Pope Benedict on Abdication: “I See That it was Right Every Day”

Pope Benedict’s new book-length interview with Peter Seewald, entitled Benedict XVI — Last Testament, has offered new insights into the mind of the Pope Emeritus. From Ed Pentin at the National Catholic Register, we are treated to portions of both Benedict’s own commentary and that of his long-time personal secretary, Archbishop Georg Gaenswein, who spoke at an event for the book on September 12 (emphasis added):

Archbishop Gaenswein, who is also prefect of the Pontifical Household, drew particular attention to two key passages relating to Benedict’s resignation which he described as especially “illuminating” and “new knowledge.”

The book, as Archbishop Gaenswein pointed out, tackles three key areas: “the roots of the reasons and motives” and the “exact circumstances of Benedict’s puzzling resignation”; his relationship with Pope Francis; and the German Pope’s “personal point of view” on the different “crises and ‘scandals’ of his papacy.”

Regarding his resignation, Gaenswein states that the Pope Emeritus reiterates that “it was not an escape” and insists that “nobody” was demanding his resignation. “It was clear to me that I had to do it and that this was the right moment,” Benedict says in the book. “It was a complete surprise for everyone.”

Benedict says he “knew: I can’t do it anymore” and saw that the time had come to “disengage from the large crowds of people and adjourn into this greater intimacy.” It was “not an inner flight from the demand of the faith, which leads the people to the cross,” he explains in the book. “The step is not a flight but another way to remain faithful to my ministry.”

Asked if he ever regretted resigning, he replies: “No. No, no. I see that it was right every day” and that everything went even better than he had planned. For this reason, he said he couldn’t see himself as a failure. As to theories that some wanted him out and manoeuvred him to resign, the Pope emeritus replies curtly, “total nonsense!”.

At the book launch, Archbishop Gaenswein said that what the Pope said next should be “taken to heart as new knowledge” about how he sees his resignation and his role as Pope emeritus. “The Pope is not super human,” Benedict says in the book. “If he resigns, he keeps the responsibilities in an inner sense but not the role. In this respect, the papacy lost nothing from its size, even if the humanity of the office emerges perhaps more clearly.”

Stressing that he is “in contact daily” with Benedict XVI, Archbishop Gaenswein said he could only stress such comments to be “authentic.” He added that another passage about this same topic was also “somehow new and distinctive and especially illuminating.”

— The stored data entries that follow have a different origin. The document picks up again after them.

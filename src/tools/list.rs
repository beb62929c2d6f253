use std::sync::Arc;

use async_trait::async_trait;
use serde::Deserialize;
use serde_json::json;

use super::{PathGuard, Tool, parse_input};
use crate::errors::ToolError;
use crate::llm::ToolDefinition;

#[derive(Debug, Default, Deserialize)]
pub struct ListInput {
    pub path: Option<String>,
}

pub struct ListDirectoryTool {
    guard: Arc<PathGuard>,
}

impl ListDirectoryTool {
    pub fn new(guard: Arc<PathGuard>) -> Self {
        Self { guard }
    }

    pub async fn list(&self, input: ListInput) -> Result<String, ToolError> {
        let display = input.path.unwrap_or_else(|| ".".to_string());
        let dir = self.guard.resolve(&display)?;
        if !dir.exists() {
            return Err(ToolError::FileNotFound { path: display });
        }
        if !dir.is_dir() {
            return Err(ToolError::InvalidInput {
                tool: "list_directory".to_string(),
                message: format!("{display} is not a directory"),
            });
        }

        let mut entries = Vec::new();
        let mut reader = tokio::fs::read_dir(&dir).await?;
        while let Some(entry) = reader.next_entry().await? {
            let mut name = entry.file_name().to_string_lossy().into_owned();
            if entry.file_type().await?.is_dir() {
                name.push('/');
            }
            entries.push(name);
        }

        if entries.is_empty() {
            return Ok("(empty directory)".to_string());
        }
        entries.sort();
        Ok(entries.join("\n"))
    }
}

#[async_trait]
impl Tool for ListDirectoryTool {
    fn name(&self) -> &'static str {
        "list_directory"
    }

    fn definition(&self) -> ToolDefinition {
        ToolDefinition {
            name: self.name().to_string(),
            description: "List the entries of a directory. Directories end with '/'.".to_string(),
            parameters: json!({
                "type": "object",
                "properties": {
                    "path": {"type": "string", "description": "Directory relative to the repository root (default: root)"}
                }
            }),
        }
    }

    async fn execute(&self, input: serde_json::Value) -> Result<String, ToolError> {
        let input = if input.is_null() {
            ListInput::default()
        } else {
            parse_input(self.name(), input)?
        };
        self.list(input).await
    }
}
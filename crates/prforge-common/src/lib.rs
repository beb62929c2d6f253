//! Shared domain types for the prforge worker.
//!
//! - `job`: the job record, its status graph and update payloads
//! - `store`: contracts for the collaborators the worker consumes
//! - `memory`: an in-process implementation of those contracts

pub mod job;
pub mod memory;
pub mod store;

pub use job::{Job, JobId, JobStatus, JobUpdate, NewJob, ProgressEntry};
pub use memory::MemoryStore;
pub use store::{
    AuthType, CredentialStore, FeedbackPost, FeedbackStore, GithubConfig, JobStore, OAuthTokens,
    RepoConfigStore, StoreError,
};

He referred to when Benedict recounts his desertion as a conscripted member of the Nazi Youth in 1945 at the age of 17, and Benedict’s admitted astonishment that he just “decided to go home” despite the risk of being shot.

Archbishop Gaenswein said when he read that, it felt like a “déjà vu” experience, a “hidden key” that helped explain his resignation. “He was so certain of this, like a sleepwalker against 1,000 aggressors, and in the summer of 2012, a second time, and calmly ‘decided to go home.’”

Moving on to Pope Francis, the German prelate stressed in his presentation that Benedict had “absolutely not” expected Jorge Mario Bergoglio to become Pope, but was very glad he [Francis – ed.] “spoke on one side with God and on the other side with the people.”

Furthermore, Archbishop Gaenswein said Benedict speaks about seeing “no breach anywhere” between him and Francis — “new accents, yes, but no contradictions”, a man of “practical reform”. Benedict also sees Francis as correcting his own Petrine ministry by being someone “who is used to always being with people.” Perhaps, Benedict confesses, “I was actually not with the people enough.”

Here, once again, we are treated to an understanding of how Benedict views his own abdication and the pontificate of Pope Francis. Far from the words of a man who was coerced or in captivity, as some have speculated, we are given every reason to believe that there is no contention in Rome over who holds the Petrine office.

The Seewald interview is alleged to be Pope Emeritus Benedict’s last planned published work.